What you will do
Using the entries that follow, give only the number of lines with the word "never" in them.

Stored data entries
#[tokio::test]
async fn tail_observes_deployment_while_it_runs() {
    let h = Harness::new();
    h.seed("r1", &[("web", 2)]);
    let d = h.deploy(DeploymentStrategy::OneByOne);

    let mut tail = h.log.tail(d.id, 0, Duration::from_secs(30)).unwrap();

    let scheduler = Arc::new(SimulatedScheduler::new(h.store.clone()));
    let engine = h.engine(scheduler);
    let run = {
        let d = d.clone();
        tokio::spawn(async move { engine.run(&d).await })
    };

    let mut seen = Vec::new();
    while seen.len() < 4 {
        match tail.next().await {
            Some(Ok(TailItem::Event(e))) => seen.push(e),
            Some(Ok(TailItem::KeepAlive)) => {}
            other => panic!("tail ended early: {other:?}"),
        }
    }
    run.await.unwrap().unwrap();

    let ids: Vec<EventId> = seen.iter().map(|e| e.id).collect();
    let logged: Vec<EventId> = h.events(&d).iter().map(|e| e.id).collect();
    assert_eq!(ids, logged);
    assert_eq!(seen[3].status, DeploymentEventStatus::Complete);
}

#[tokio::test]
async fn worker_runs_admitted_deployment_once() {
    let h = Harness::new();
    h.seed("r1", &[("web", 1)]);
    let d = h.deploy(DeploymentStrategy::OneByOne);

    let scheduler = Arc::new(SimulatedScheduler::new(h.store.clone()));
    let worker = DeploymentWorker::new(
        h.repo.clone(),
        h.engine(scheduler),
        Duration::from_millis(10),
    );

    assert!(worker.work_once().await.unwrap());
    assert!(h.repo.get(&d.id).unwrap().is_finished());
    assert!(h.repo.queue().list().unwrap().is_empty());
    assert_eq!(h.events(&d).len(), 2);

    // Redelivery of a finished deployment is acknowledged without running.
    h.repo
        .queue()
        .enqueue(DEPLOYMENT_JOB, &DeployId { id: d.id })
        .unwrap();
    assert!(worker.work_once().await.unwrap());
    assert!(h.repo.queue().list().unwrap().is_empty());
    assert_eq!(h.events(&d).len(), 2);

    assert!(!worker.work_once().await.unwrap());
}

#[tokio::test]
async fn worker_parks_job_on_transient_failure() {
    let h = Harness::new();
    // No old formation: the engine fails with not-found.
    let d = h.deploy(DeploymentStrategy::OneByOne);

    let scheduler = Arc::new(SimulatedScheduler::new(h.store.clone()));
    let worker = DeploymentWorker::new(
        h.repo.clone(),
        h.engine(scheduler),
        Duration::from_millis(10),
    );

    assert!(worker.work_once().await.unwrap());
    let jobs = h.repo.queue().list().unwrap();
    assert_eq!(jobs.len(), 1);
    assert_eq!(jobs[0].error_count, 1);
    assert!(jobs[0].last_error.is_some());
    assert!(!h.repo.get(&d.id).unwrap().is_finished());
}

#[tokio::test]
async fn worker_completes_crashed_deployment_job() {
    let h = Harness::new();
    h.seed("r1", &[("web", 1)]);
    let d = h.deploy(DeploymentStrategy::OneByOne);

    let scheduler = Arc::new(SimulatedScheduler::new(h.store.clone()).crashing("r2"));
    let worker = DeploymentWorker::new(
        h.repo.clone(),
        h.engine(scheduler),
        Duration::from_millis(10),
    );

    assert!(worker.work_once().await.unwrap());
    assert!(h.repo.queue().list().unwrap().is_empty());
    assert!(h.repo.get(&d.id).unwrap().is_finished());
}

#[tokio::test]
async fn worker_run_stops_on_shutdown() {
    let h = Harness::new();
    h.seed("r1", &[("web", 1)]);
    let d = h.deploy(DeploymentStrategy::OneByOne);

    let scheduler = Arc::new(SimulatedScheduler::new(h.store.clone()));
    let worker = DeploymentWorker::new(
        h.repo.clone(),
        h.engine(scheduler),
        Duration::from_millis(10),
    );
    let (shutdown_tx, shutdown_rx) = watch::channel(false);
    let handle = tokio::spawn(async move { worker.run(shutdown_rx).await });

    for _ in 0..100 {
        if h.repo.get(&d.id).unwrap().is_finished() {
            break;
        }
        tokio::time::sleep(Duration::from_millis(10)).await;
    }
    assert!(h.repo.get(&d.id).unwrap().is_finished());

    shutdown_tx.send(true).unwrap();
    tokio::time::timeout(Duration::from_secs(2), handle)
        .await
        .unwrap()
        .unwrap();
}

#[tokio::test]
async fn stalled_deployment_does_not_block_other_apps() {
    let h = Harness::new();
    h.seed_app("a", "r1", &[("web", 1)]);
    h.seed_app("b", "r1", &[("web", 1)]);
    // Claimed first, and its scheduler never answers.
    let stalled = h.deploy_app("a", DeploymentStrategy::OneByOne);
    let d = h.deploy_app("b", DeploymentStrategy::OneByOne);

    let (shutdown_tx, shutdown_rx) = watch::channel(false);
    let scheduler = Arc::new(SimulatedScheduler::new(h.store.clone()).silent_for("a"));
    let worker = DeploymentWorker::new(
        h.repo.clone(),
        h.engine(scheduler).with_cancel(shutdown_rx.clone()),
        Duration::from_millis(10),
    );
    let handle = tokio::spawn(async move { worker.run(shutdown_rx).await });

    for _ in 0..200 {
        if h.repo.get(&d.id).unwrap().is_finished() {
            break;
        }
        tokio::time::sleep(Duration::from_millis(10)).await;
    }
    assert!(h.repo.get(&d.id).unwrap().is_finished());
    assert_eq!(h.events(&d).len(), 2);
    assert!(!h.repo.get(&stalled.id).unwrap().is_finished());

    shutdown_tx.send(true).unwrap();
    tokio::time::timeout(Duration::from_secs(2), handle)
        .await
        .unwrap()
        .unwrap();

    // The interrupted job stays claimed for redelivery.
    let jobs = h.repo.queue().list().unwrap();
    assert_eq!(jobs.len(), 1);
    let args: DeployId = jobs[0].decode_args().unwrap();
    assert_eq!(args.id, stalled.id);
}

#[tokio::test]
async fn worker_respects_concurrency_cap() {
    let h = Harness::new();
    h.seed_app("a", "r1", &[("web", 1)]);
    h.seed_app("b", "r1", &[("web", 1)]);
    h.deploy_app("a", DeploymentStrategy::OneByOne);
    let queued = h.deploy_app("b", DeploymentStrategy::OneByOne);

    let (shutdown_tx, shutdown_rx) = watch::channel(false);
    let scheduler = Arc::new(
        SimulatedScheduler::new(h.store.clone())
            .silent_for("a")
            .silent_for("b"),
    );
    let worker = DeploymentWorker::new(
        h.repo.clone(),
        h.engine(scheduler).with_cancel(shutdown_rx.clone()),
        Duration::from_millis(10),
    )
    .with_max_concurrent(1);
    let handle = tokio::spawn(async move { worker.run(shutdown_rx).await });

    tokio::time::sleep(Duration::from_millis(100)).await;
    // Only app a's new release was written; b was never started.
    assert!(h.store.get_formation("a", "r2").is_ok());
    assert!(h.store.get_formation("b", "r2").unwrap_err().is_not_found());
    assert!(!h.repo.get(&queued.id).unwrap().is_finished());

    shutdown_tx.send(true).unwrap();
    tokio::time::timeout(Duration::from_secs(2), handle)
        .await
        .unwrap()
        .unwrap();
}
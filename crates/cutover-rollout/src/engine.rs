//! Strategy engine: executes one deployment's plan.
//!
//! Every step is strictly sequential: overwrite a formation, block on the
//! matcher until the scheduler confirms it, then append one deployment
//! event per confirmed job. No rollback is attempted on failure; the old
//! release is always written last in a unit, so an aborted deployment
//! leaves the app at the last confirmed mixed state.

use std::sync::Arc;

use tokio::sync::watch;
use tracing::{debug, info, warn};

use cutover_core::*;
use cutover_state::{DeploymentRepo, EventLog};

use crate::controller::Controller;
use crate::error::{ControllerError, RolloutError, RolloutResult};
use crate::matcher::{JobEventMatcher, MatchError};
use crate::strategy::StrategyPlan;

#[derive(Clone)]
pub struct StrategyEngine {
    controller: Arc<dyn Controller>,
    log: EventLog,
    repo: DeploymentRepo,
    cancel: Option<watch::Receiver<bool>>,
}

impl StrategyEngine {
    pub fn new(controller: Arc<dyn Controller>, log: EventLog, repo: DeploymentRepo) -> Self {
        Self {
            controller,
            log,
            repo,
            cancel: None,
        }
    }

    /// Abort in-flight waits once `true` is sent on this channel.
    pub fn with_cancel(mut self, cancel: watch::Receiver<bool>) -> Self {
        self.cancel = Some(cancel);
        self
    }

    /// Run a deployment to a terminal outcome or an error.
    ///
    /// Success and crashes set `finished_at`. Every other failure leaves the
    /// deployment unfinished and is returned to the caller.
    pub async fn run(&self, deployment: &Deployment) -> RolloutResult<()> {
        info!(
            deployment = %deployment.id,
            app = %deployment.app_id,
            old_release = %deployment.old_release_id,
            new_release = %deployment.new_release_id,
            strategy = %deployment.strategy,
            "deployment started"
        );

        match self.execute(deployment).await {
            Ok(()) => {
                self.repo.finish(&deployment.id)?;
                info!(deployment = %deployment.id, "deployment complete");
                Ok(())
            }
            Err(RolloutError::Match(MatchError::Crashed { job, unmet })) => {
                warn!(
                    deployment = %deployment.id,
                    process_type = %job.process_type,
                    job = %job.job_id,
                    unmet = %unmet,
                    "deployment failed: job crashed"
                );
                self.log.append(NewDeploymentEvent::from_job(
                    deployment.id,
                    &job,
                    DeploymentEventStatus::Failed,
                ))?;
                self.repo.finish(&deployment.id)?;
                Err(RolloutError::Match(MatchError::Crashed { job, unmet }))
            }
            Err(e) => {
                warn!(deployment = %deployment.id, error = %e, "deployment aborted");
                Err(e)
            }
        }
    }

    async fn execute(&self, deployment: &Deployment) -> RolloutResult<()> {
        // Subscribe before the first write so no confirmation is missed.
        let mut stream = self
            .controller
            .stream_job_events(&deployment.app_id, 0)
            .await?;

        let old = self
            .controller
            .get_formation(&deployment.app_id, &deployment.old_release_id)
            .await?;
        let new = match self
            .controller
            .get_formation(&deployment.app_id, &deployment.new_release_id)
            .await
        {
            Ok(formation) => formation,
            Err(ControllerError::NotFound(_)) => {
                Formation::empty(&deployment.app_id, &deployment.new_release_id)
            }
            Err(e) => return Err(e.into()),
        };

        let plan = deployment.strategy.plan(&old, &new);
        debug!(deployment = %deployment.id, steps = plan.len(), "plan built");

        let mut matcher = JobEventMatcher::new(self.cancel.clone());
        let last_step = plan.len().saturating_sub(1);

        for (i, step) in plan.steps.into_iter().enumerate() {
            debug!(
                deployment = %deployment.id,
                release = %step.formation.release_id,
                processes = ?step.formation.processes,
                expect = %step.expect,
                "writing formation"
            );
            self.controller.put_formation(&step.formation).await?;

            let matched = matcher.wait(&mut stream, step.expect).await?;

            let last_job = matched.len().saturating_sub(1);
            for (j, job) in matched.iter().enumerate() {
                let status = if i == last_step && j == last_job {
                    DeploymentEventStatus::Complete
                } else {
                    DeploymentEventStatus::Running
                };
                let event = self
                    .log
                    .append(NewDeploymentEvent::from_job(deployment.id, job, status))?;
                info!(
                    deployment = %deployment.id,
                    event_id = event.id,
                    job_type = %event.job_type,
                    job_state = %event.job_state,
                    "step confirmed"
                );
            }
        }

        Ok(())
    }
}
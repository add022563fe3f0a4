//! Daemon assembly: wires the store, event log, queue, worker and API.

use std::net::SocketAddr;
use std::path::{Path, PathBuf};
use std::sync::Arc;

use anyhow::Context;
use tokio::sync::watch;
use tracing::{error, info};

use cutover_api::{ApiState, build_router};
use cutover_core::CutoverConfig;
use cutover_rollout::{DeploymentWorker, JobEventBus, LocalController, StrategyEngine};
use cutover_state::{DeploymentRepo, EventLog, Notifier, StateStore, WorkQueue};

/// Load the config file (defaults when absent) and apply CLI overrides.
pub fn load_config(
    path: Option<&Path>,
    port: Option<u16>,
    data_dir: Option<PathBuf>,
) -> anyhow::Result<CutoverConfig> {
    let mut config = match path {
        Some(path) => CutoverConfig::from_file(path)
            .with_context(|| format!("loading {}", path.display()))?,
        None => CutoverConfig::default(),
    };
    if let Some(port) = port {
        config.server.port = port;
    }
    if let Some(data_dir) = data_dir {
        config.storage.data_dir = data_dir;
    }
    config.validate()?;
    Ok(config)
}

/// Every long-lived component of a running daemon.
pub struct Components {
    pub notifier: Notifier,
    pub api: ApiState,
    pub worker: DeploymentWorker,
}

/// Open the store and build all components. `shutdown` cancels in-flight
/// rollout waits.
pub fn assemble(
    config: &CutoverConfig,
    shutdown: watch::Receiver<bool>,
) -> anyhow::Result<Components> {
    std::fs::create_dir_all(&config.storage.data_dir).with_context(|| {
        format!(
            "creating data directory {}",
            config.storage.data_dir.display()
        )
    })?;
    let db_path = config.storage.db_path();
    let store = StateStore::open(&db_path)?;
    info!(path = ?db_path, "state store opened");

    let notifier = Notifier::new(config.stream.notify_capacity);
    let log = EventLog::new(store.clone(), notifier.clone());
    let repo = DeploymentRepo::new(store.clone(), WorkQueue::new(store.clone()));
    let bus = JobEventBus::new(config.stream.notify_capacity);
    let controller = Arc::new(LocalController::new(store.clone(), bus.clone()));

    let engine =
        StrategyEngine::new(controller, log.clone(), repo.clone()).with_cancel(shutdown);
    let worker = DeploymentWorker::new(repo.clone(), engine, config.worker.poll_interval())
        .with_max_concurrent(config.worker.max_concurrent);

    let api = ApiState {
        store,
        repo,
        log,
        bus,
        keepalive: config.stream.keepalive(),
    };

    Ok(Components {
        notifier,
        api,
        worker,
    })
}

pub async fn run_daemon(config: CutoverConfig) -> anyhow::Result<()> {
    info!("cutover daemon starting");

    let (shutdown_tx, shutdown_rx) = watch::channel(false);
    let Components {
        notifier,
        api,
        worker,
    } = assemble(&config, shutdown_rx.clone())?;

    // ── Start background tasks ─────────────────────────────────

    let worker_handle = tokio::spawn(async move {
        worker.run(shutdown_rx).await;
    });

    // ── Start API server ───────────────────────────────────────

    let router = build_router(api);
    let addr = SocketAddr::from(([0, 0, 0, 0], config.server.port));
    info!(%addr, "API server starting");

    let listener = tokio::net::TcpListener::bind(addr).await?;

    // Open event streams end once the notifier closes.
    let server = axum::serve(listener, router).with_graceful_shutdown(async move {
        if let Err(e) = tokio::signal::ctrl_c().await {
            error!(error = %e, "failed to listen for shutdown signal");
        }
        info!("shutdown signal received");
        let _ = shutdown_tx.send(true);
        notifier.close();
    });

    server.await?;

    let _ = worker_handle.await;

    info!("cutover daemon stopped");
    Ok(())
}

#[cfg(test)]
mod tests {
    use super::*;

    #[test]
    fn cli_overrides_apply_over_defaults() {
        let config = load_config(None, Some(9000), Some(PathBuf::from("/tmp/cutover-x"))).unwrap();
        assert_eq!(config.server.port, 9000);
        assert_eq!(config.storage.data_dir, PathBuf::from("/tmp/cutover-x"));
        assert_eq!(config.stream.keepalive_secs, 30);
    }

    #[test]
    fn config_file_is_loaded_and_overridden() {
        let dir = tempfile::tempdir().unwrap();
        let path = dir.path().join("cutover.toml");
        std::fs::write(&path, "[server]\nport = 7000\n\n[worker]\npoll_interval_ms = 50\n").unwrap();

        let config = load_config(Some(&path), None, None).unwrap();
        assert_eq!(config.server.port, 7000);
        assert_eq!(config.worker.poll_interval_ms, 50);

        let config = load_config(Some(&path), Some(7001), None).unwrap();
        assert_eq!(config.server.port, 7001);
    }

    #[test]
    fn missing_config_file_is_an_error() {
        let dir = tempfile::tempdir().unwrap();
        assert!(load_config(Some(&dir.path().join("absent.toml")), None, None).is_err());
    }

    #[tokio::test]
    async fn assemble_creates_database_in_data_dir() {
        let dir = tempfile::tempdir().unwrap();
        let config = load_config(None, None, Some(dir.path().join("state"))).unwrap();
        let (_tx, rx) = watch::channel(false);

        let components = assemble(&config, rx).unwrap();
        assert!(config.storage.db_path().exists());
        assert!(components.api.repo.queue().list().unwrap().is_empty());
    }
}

Finished task
2